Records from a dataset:

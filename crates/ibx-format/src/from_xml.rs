//! Parse XML text into element trees and IBX1 documents.

use quick_xml::events::{BytesStart, Event};
use quick_xml::Reader;

use crate::xml::PROPERTY_TAG;
use crate::{BuildOptions, Document, Element, Error, PropertyEntry, Result, ValueKind, MAX_DEPTH};

impl Element {
    /// Parse XML text into an element tree.
    ///
    /// `<property name=".." type=".." value=".."/>` elements become
    /// properties of the enclosing element; every other element becomes a
    /// child. Text, comments and declarations are ignored.
    ///
    /// # Example
    ///
    /// ```
    /// use ibx_format::{Element, ValueKind};
    ///
    /// let xml = r#"<?xml version="1.0"?>
    /// <Root>
    ///   <property name="Root" type="bool" value="true"/>
    /// </Root>"#;
    ///
    /// let root = Element::from_xml(xml)?;
    /// assert_eq!(root, Element::new("Root").property("Root", ValueKind::Bool, "true"));
    /// # Ok::<(), ibx_format::Error>(())
    /// ```
    pub fn from_xml(xml: &str) -> Result<Self> {
        parse_xml_to_element(xml)
    }

    /// Parse XML bytes into an element tree.
    pub fn from_xml_bytes(xml: &[u8]) -> Result<Self> {
        let xml_str = std::str::from_utf8(xml).map_err(Error::Utf8)?;
        Self::from_xml(xml_str)
    }
}

impl Document {
    /// Parse XML text and build an IBX1 document from it.
    pub fn from_xml(xml: &str, options: &BuildOptions) -> Result<Self> {
        Self::from_element(&Element::from_xml(xml)?, options)
    }
}

/// An open XML element.
enum Frame {
    Element(Element),
    Property(PropertyEntry),
}

fn parse_xml_to_element(xml: &str) -> Result<Element> {
    let mut reader = Reader::from_str(xml);
    reader.config_mut().trim_text(true);

    let mut stack: Vec<Frame> = Vec::new();
    let mut root: Option<Element> = None;

    loop {
        match reader.read_event() {
            Ok(Event::Start(e)) => {
                let frame = open(&e, &stack)?;
                stack.push(frame);
            }
            Ok(Event::Empty(e)) => {
                let frame = open(&e, &stack)?;
                close(frame, &mut stack, &mut root)?;
            }
            Ok(Event::End(_)) => {
                if let Some(frame) = stack.pop() {
                    close(frame, &mut stack, &mut root)?;
                }
            }
            Ok(Event::Eof) => break,
            Ok(_) => {} // text, comments, declarations
            Err(e) => return Err(Error::Xml(format!("XML parse error: {}", e))),
        }
    }

    if !stack.is_empty() {
        return Err(Error::Xml("unexpected end of input inside an element".to_string()));
    }

    root.ok_or(Error::NoRootElement)
}

fn open(start: &BytesStart<'_>, stack: &[Frame]) -> Result<Frame> {
    let name = std::str::from_utf8(start.name().as_ref())?.to_string();

    if let Some(Frame::Property(property)) = stack.last() {
        return Err(Error::Xml(format!(
            "element <{}> inside property {:?}",
            name, property.name
        )));
    }

    if name == PROPERTY_TAG {
        if stack.is_empty() {
            return Err(Error::Xml("property outside of any element".to_string()));
        }
        return read_property(start).map(Frame::Property);
    }

    if start.attributes().next().is_some() {
        return Err(Error::UnsupportedAttributes { element: name });
    }

    // every open frame is an element here, so the stack length is the parent's depth
    if stack.len() >= MAX_DEPTH {
        return Err(Error::NestingTooDeep { max: MAX_DEPTH });
    }

    Ok(Frame::Element(Element::new(name)))
}

fn close(frame: Frame, stack: &mut [Frame], root: &mut Option<Element>) -> Result<()> {
    match (frame, stack.last_mut()) {
        (Frame::Property(property), Some(Frame::Element(parent))) => {
            parent.properties.push(property);
        }
        (Frame::Element(element), Some(Frame::Element(parent))) => {
            parent.children.push(element);
        }
        (Frame::Element(element), None) => {
            if root.is_some() {
                return Err(Error::Xml(format!(
                    "second root element <{}>",
                    element.name
                )));
            }
            *root = Some(element);
        }
        // `open` never places a frame under a property or a property at the top
        (_, _) => return Err(Error::Xml("misplaced element".to_string())),
    }
    Ok(())
}

fn read_property(start: &BytesStart<'_>) -> Result<PropertyEntry> {
    let mut name = None;
    let mut kind = None;
    let mut value = String::new();

    for attr in start.attributes() {
        let attr = attr.map_err(|e| Error::Xml(e.to_string()))?;
        let text = attr
            .unescape_value()
            .map_err(|e| Error::Xml(e.to_string()))?
            .into_owned();

        match attr.key.as_ref() {
            b"name" => name = Some(text),
            b"type" => kind = Some(text.parse::<ValueKind>()?),
            b"value" => value = text,
            other => log::debug!(
                "ignoring attribute {:?} on property",
                String::from_utf8_lossy(other)
            ),
        }
    }

    let name = name.ok_or_else(|| Error::Xml("property without a name attribute".to_string()))?;
    let kind = kind.ok_or_else(|| Error::Xml(format!("property {:?} without a type attribute", name)))?;

    Ok(PropertyEntry { name, kind, value })
}

#[cfg(test)]
mod tests {
    use super::*;
    use crate::RenderOptions;

    #[test]
    fn test_from_xml_simple() {
        let xml = r#"<Root><property name="Root" type="bool" value="true"/></Root>"#;
        let document = Document::from_xml(xml, &BuildOptions::default()).unwrap();
        assert_eq!(
            document.encode().unwrap(),
            vec![
                0x49, 0x42, 0x58, 0x31, 0x01, 0x04, 0x52, 0x6f, 0x6f, 0x74, 0x00, 0x01, 0x41,
                0x01, 0x00, 0x00, 0x01, 0x00, 0x80, 0x00,
            ]
        );
    }

    #[test]
    fn test_from_xml_nested() {
        let xml = r#"<?xml version="1.0" encoding="utf-8"?>
<!-- exported -->
<A>
  <property name="x" type="int" value="-4"/>
  <B>
    <C/>
    <property name="label" type="string" value="a &amp; b"/>
  </B>
  <E></E>
</A>"#;

        let root = Element::from_xml(xml).unwrap();
        let expected = Element::new("A")
            .property("x", ValueKind::Int32, "-4")
            .child(
                Element::new("B")
                    .property("label", ValueKind::String, "a & b")
                    .child(Element::new("C")),
            )
            .child(Element::new("E"));
        assert_eq!(root, expected);
    }

    #[test]
    fn test_missing_value_is_empty() {
        let root = Element::from_xml(r#"<R><property name="s" type="string"/></R>"#).unwrap();
        assert_eq!(root.properties[0].value, "");
    }

    #[test]
    fn test_property_requires_name_and_type() {
        assert!(matches!(
            Element::from_xml(r#"<R><property type="bool" value="true"/></R>"#),
            Err(Error::Xml(_))
        ));
        assert!(matches!(
            Element::from_xml(r#"<R><property name="b" value="true"/></R>"#),
            Err(Error::Xml(_))
        ));
        assert!(matches!(
            Element::from_xml(r#"<R><property name="b" type="double" value="1"/></R>"#),
            Err(Error::UnknownValueKind(kind)) if kind == "double"
        ));
    }

    #[test]
    fn test_element_attributes_unsupported() {
        match Element::from_xml(r#"<Root><Material Name="x"/></Root>"#) {
            Err(Error::UnsupportedAttributes { element }) => assert_eq!(element, "Material"),
            other => panic!("expected UnsupportedAttributes, got {:?}", other),
        }
    }

    #[test]
    fn test_no_root_element() {
        for xml in ["", "<!-- nothing -->", "just some text", "<?xml version=\"1.0\"?>"] {
            assert!(
                matches!(Element::from_xml(xml), Err(Error::NoRootElement)),
                "{:?} should have no root",
                xml
            );
        }
    }

    #[test]
    fn test_structural_errors() {
        for xml in [
            r#"<property name="a" type="bool" value="true"/>"#,
            "<A/><B/>",
            r#"<A><property name="a" type="bool" value="true"><B/></property></A>"#,
            "<A><B></A>",
        ] {
            assert!(Element::from_xml(xml).is_err(), "{:?} should fail", xml);
        }
    }

    #[test]
    fn test_invalid_value_text() {
        let xml = r#"<R><property name="n" type="uint8" value="300"/></R>"#;
        assert!(matches!(
            Document::from_xml(xml, &BuildOptions::default()),
            Err(Error::ValueParse { kind: ValueKind::UInt8, .. })
        ));
    }

    #[test]
    fn test_xml_round_trip() {
        let original = Element::new("Config")
            .property("version", ValueKind::Int16, "2")
            .property("name", ValueKind::String, "test <1>")
            .child(Element::new("Setting").property("enabled", ValueKind::Bool, "false"))
            .child(Element::new("Setting").property("scale", ValueKind::Float, "0.25"));

        let document = Document::from_element(&original, &BuildOptions::default()).unwrap();
        let decoded = Document::parse(&document.encode().unwrap()).unwrap();
        let xml = decoded.to_xml_string(&RenderOptions::default()).unwrap();

        let reparsed = Document::from_xml(&xml, &BuildOptions::default()).unwrap();
        assert_eq!(reparsed.encode().unwrap(), document.encode().unwrap());
        assert_eq!(Element::from_xml(&xml).unwrap(), original);
    }

    #[test]
    fn test_nesting_limit() {
        let xml = |depth: usize| format!("{}{}", "<a>".repeat(depth), "</a>".repeat(depth));

        let root = Element::from_xml(&xml(MAX_DEPTH)).unwrap();
        assert_eq!(root.count(), MAX_DEPTH);

        assert!(matches!(
            Element::from_xml(&xml(MAX_DEPTH + 1)),
            Err(Error::NestingTooDeep { max: MAX_DEPTH })
        ));
        // far past the limit the parse still fails cleanly
        assert!(matches!(
            Element::from_xml(&xml(200_000)),
            Err(Error::NestingTooDeep { max: MAX_DEPTH })
        ));
        assert!(matches!(
            Element::from_xml(&format!("{}<b/>{}", "<a>".repeat(MAX_DEPTH), "</a>".repeat(MAX_DEPTH))),
            Err(Error::NestingTooDeep { .. })
        ));
    }

    #[test]
    fn test_from_xml_bytes_rejects_invalid_utf8() {
        assert!(matches!(Element::from_xml_bytes(b"<A>\xff</A>"), Err(Error::Utf8(_))));
    }
}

■ TASK INSTRUCTIONS: Find every line in the records that has the word "decoded". Copy those lines.

■ ANSWER TO THIS PROBLEM:
        let decoded = Document::parse(&document.encode().unwrap()).unwrap();
        let xml = decoded.to_xml_string(&RenderOptions::default()).unwrap();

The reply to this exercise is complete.